(Stored data)

use std::collections::BTreeMap;
use std::fmt::{self, Display, Formatter};

use serde::{Deserialize, Serialize};
use serde_json::Value;
use thiserror::Error;

use crate::traits::features::FeatureVector;

/// Class identifier used by classifiers
pub type Label = usize;

/// Probability per class, ordered by label
pub type Proba = BTreeMap<Label, f64>;

/// Errors raised by estimators while learning or predicting
#[derive(Error, Debug, Clone, PartialEq)]
pub enum EstimatorError {
    /// Data dimension mismatch errors
    #[error("Dimension mismatch ({context}): expected {expected}, got {actual}")]
    DimensionMismatch {
        expected: usize,
        actual: usize,
        context: String,
    },
    /// Invalid parameter errors
    #[error("Invalid parameter: {0}")]
    InvalidParameter(String),
    /// A collaborator estimator does not hold the role its owner needs
    #[error("{context} requires a {role} collaborator")]
    MissingRole { role: Capability, context: String },
}

/// A role an estimator can declare.
#[derive(Clone, Copy, Debug, PartialEq, Eq, PartialOrd, Ord, Hash, Serialize, Deserialize)]
pub enum Capability {
    Classifier,
    Regressor,
    Transformer,
    Clusterer,
}

impl Capability {
    pub const ALL: [Capability; 4] = [
        Capability::Classifier,
        Capability::Regressor,
        Capability::Transformer,
        Capability::Clusterer,
    ];

    const fn bit(self) -> u8 {
        match self {
            Capability::Classifier => 1,
            Capability::Regressor => 1 << 1,
            Capability::Transformer => 1 << 2,
            Capability::Clusterer => 1 << 3,
        }
    }
}

impl Display for Capability {
    fn fmt(&self, f: &mut Formatter<'_>) -> fmt::Result {
        let name = match self {
            Capability::Classifier => "Classifier",
            Capability::Regressor => "Regressor",
            Capability::Transformer => "Transformer",
            Capability::Clusterer => "Clusterer",
        };
        f.write_str(name)
    }
}

/// Set of roles. Roles are independent of each other; there is no hierarchy.
#[derive(Clone, Copy, Default, PartialEq, Eq, Hash)]
pub struct Capabilities {
    bits: u8,
}

impl Capabilities {
    pub const EMPTY: Capabilities = Capabilities { bits: 0 };

    pub const fn of(roles: &[Capability]) -> Self {
        let mut bits = 0;
        let mut i = 0;
        while i < roles.len() {
            bits |= roles[i].bit();
            i += 1;
        }
        Self { bits }
    }

    pub const fn with(self, role: Capability) -> Self {
        Self { bits: self.bits | role.bit() }
    }

    pub const fn contains(self, role: Capability) -> bool {
        self.bits & role.bit() != 0
    }

    pub const fn is_superset(self, other: Capabilities) -> bool {
        self.bits & other.bits == other.bits
    }

    pub const fn is_empty(self) -> bool {
        self.bits == 0
    }

    pub fn iter(self) -> impl Iterator<Item = Capability> {
        Capability::ALL.into_iter().filter(move |role| self.contains(*role))
    }
}

impl fmt::Debug for Capabilities {
    fn fmt(&self, f: &mut Formatter<'_>) -> fmt::Result {
        f.debug_set().entries(self.iter()).finish()
    }
}

impl Display for Capabilities {
    fn fmt(&self, f: &mut Formatter<'_>) -> fmt::Result {
        if self.is_empty() {
            return f.write_str("none");
        }
        let names: Vec<String> = self.iter().map(|role| role.to_string()).collect();
        f.write_str(&names.join("+"))
    }
}

/// Core trait for online estimators.
///
/// An estimator exposes each role it holds through the `as_*` accessors.
/// Those accessors can only return `Some` for types that implement the
/// matching role trait, so `capabilities` never claims an operation set the
/// type lacks. Use [`expose_roles!`](crate::traits::estimator::expose_roles)
/// to generate them.
pub trait Estimator: Send + Sync + fmt::Debug {
    /// Short type name, e.g. `LinearRegression`
    fn name(&self) -> String;

    /// Hyper-parameters, used to tell instances apart in reports
    fn params(&self) -> Value {
        Value::Null
    }

    /// Deep copy, including every nested estimator
    fn clone_box(&self) -> Box<dyn Estimator>;

    fn as_regressor(&self) -> Option<&dyn Regressor> {
        None
    }

    fn as_regressor_mut(&mut self) -> Option<&mut dyn Regressor> {
        None
    }

    fn as_classifier(&self) -> Option<&dyn Classifier> {
        None
    }

    fn as_classifier_mut(&mut self) -> Option<&mut dyn Classifier> {
        None
    }

    fn as_transformer(&self) -> Option<&dyn Transformer> {
        None
    }

    fn as_transformer_mut(&mut self) -> Option<&mut dyn Transformer> {
        None
    }

    fn as_clusterer(&self) -> Option<&dyn Clusterer> {
        None
    }

    fn as_clusterer_mut(&mut self) -> Option<&mut dyn Clusterer> {
        None
    }

    /// Roles this instance satisfies
    fn capabilities(&self) -> Capabilities {
        let mut caps = Capabilities::EMPTY;
        if self.as_classifier().is_some() {
            caps = caps.with(Capability::Classifier);
        }
        if self.as_regressor().is_some() {
            caps = caps.with(Capability::Regressor);
        }
        if self.as_transformer().is_some() {
            caps = caps.with(Capability::Transformer);
        }
        if self.as_clusterer().is_some() {
            caps = caps.with(Capability::Clusterer);
        }
        caps
    }
}

impl Clone for Box<dyn Estimator> {
    fn clone(&self) -> Self {
        self.clone_box()
    }
}

/// Name plus parameters, e.g. `LinearRegression({"lr":0.01})`.
pub fn describe(estimator: &dyn Estimator) -> String {
    match estimator.params() {
        Value::Null => estimator.name(),
        Value::Object(map) if map.is_empty() => estimator.name(),
        params => format!("{}({})", estimator.name(), params),
    }
}

/// Predicts a real-valued target.
pub trait Regressor {
    fn learn_one(&mut self, x: &FeatureVector, y: f64) -> Result<(), EstimatorError>;

    fn predict_one(&self, x: &FeatureVector) -> Result<f64, EstimatorError>;
}

/// Predicts a class label.
pub trait Classifier {
    fn learn_one(&mut self, x: &FeatureVector, y: Label) -> Result<(), EstimatorError>;

    /// Probability of each known class. May be empty before any learning.
    fn predict_proba_one(&self, x: &FeatureVector) -> Result<Proba, EstimatorError>;

    /// Most probable class, lowest label on ties
    fn predict_one(&self, x: &FeatureVector) -> Result<Option<Label>, EstimatorError> {
        let proba = self.predict_proba_one(x)?;
        let mut best: Option<(Label, f64)> = None;
        for (&label, &p) in &proba {
            match best {
                Some((_, best_p)) if p <= best_p => {}
                _ => best = Some((label, p)),
            }
        }
        Ok(best.map(|(label, _)| label))
    }

    /// Binary classifiers treat any non-zero label as the positive class.
    fn is_multiclass(&self) -> bool {
        false
    }
}

/// Maps an example to a new feature vector.
pub trait Transformer {
    /// Supervised transformers use `y`; the others ignore it.
    fn learn_one(&mut self, x: &FeatureVector, y: Option<f64>) -> Result<(), EstimatorError>;

    fn transform_one(&self, x: &FeatureVector) -> Result<FeatureVector, EstimatorError>;
}

/// Assigns an example to a cluster.
pub trait Clusterer {
    fn learn_one(&mut self, x: &FeatureVector) -> Result<(), EstimatorError>;

    fn predict_one(&self, x: &FeatureVector) -> Result<usize, EstimatorError>;
}

/// Generates the `as_*` accessors of [`Estimator`] for the listed roles.
macro_rules! expose_roles {
    (@role Regressor) => {
        fn as_regressor(&self) -> Option<&dyn $crate::traits::estimator::Regressor> {
            Some(self)
        }
        fn as_regressor_mut(&mut self) -> Option<&mut dyn $crate::traits::estimator::Regressor> {
            Some(self)
        }
    };
    (@role Classifier) => {
        fn as_classifier(&self) -> Option<&dyn $crate::traits::estimator::Classifier> {
            Some(self)
        }
        fn as_classifier_mut(&mut self) -> Option<&mut dyn $crate::traits::estimator::Classifier> {
            Some(self)
        }
    };
    (@role Transformer) => {
        fn as_transformer(&self) -> Option<&dyn $crate::traits::estimator::Transformer> {
            Some(self)
        }
        fn as_transformer_mut(&mut self) -> Option<&mut dyn $crate::traits::estimator::Transformer> {
            Some(self)
        }
    };
    (@role Clusterer) => {
        fn as_clusterer(&self) -> Option<&dyn $crate::traits::estimator::Clusterer> {
            Some(self)
        }
        fn as_clusterer_mut(&mut self) -> Option<&mut dyn $crate::traits::estimator::Clusterer> {
            Some(self)
        }
    };
    ($($role:ident),+ $(,)?) => {
        $( $crate::traits::estimator::expose_roles!(@role $role); )+
    };
}

pub(crate) use expose_roles;

/// Checks that a collaborator holds `role`, naming `owner` in the error.
pub(crate) fn require_role(
    estimator: &dyn Estimator,
    role: Capability,
    owner: &str,
) -> Result<(), EstimatorError> {
    if estimator.capabilities().contains(role) {
        Ok(())
    } else {
        Err(EstimatorError::MissingRole {
            role,
            context: format!("{} (got {})", owner, estimator.name()),
        })
    }
}

/// Validates the width of `x` against a dimension fixed by earlier examples.
pub(crate) fn check_dimension(
    expected: Option<usize>,
    x: &FeatureVector,
    context: &str,
) -> Result<(), EstimatorError> {
    match expected {
        Some(expected) if expected != x.dimension() => Err(EstimatorError::DimensionMismatch {
            expected,
            actual: x.dimension(),
            context: context.to_string(),
        }),
        _ => Ok(()),
    }
}

#[cfg(test)]
mod tests {
    use super::*;

    #[derive(Clone, Debug, Default)]
    struct Constant {
        value: f64,
    }

    impl Regressor for Constant {
        fn learn_one(&mut self, _x: &FeatureVector, y: f64) -> Result<(), EstimatorError> {
            self.value = y;
            Ok(())
        }

        fn predict_one(&self, _x: &FeatureVector) -> Result<f64, EstimatorError> {
            Ok(self.value)
        }
    }

    impl Estimator for Constant {
        fn name(&self) -> String {
            "Constant".to_string()
        }

        fn clone_box(&self) -> Box<dyn Estimator> {
            Box::new(self.clone())
        }

        expose_roles!(Regressor);
    }

    struct Fixed(Proba);

    impl Classifier for Fixed {
        fn learn_one(&mut self, _x: &FeatureVector, _y: Label) -> Result<(), EstimatorError> {
            Ok(())
        }

        fn predict_proba_one(&self, _x: &FeatureVector) -> Result<Proba, EstimatorError> {
            Ok(self.0.clone())
        }
    }

    #[test]
    fn test_capabilities_follow_exposed_roles() {
        let model = Constant::default();
        let caps = model.capabilities();
        assert!(caps.contains(Capability::Regressor));
        assert!(!caps.contains(Capability::Classifier));
        assert_eq!(caps.to_string(), "Regressor");
        assert!(model.as_transformer().is_none());
    }

    #[test]
    fn test_capability_set_operations() {
        let both = Capabilities::of(&[Capability::Transformer, Capability::Regressor]);
        assert!(both.is_superset(Capabilities::of(&[Capability::Regressor])));
        assert!(!both.is_superset(Capabilities::of(&[Capability::Clusterer])));
        assert_eq!(both.iter().count(), 2);
        assert_eq!(both.to_string(), "Regressor+Transformer");
        assert_eq!(Capabilities::EMPTY.to_string(), "none");
    }

    #[test]
    fn test_boxed_clone_is_deep() {
        let mut original: Box<dyn Estimator> = Box::new(Constant { value: 1.0 });
        let copy = original.clone();
        let x = FeatureVector::new(vec![0.0]);
        original.as_regressor_mut().unwrap().learn_one(&x, 5.0).unwrap();
        assert_eq!(copy.as_regressor().unwrap().predict_one(&x).unwrap(), 1.0);
        assert_eq!(original.as_regressor().unwrap().predict_one(&x).unwrap(), 5.0);
    }

    #[test]
    fn test_predict_one_is_argmax_with_low_label_on_ties() {
        let x = FeatureVector::new(vec![]);
        let fixed = Fixed(Proba::from([(0, 0.25), (1, 0.5), (2, 0.25)]));
        assert_eq!(fixed.predict_one(&x).unwrap(), Some(1));

        let tied = Fixed(Proba::from([(3, 0.5), (7, 0.5)]));
        assert_eq!(tied.predict_one(&x).unwrap(), Some(3));

        assert_eq!(Fixed(Proba::new()).predict_one(&x).unwrap(), None);
    }

    #[test]
    fn test_describe_includes_params() {
        let model = Constant::default();
        assert_eq!(describe(&model), "Constant");
    }

    #[test]
    fn test_require_role() {
        let model = Constant::default();
        assert!(require_role(&model, Capability::Regressor, "Owner").is_ok());
        let err = require_role(&model, Capability::Classifier, "Owner").unwrap_err();
        assert!(matches!(err, EstimatorError::MissingRole { role: Capability::Classifier, .. }));
    }
}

▶ _Your objective_:
Transcribe, exactly and without additions, the lines of the records above, beginning with the line that contains "pub const fn contains(self, role: Capability)" and ending with the line that contains "type name, e.g.", both included.

▶ _Output for this task_:
    pub const fn contains(self, role: Capability) -> bool {
        self.bits & role.bit() != 0
    }

    pub const fn is_superset(self, other: Capabilities) -> bool {
        self.bits & other.bits == other.bits
    }

    pub const fn is_empty(self) -> bool {
        self.bits == 0
    }

    pub fn iter(self) -> impl Iterator<Item = Capability> {
        Capability::ALL.into_iter().filter(move |role| self.contains(*role))
    }
}

impl fmt::Debug for Capabilities {
    fn fmt(&self, f: &mut Formatter<'_>) -> fmt::Result {
        f.debug_set().entries(self.iter()).finish()
    }
}

impl Display for Capabilities {
    fn fmt(&self, f: &mut Formatter<'_>) -> fmt::Result {
        if self.is_empty() {
            return f.write_str("none");
        }
        let names: Vec<String> = self.iter().map(|role| role.to_string()).collect();
        f.write_str(&names.join("+"))
    }
}

/// Core trait for online estimators.
///
/// An estimator exposes each role it holds through the `as_*` accessors.
/// Those accessors can only return `Some` for types that implement the
/// matching role trait, so `capabilities` never claims an operation set the
/// type lacks. Use [`expose_roles!`](crate::traits::estimator::expose_roles)
/// to generate them.
pub trait Estimator: Send + Sync + fmt::Debug {
    /// Short type name, e.g. `LinearRegression`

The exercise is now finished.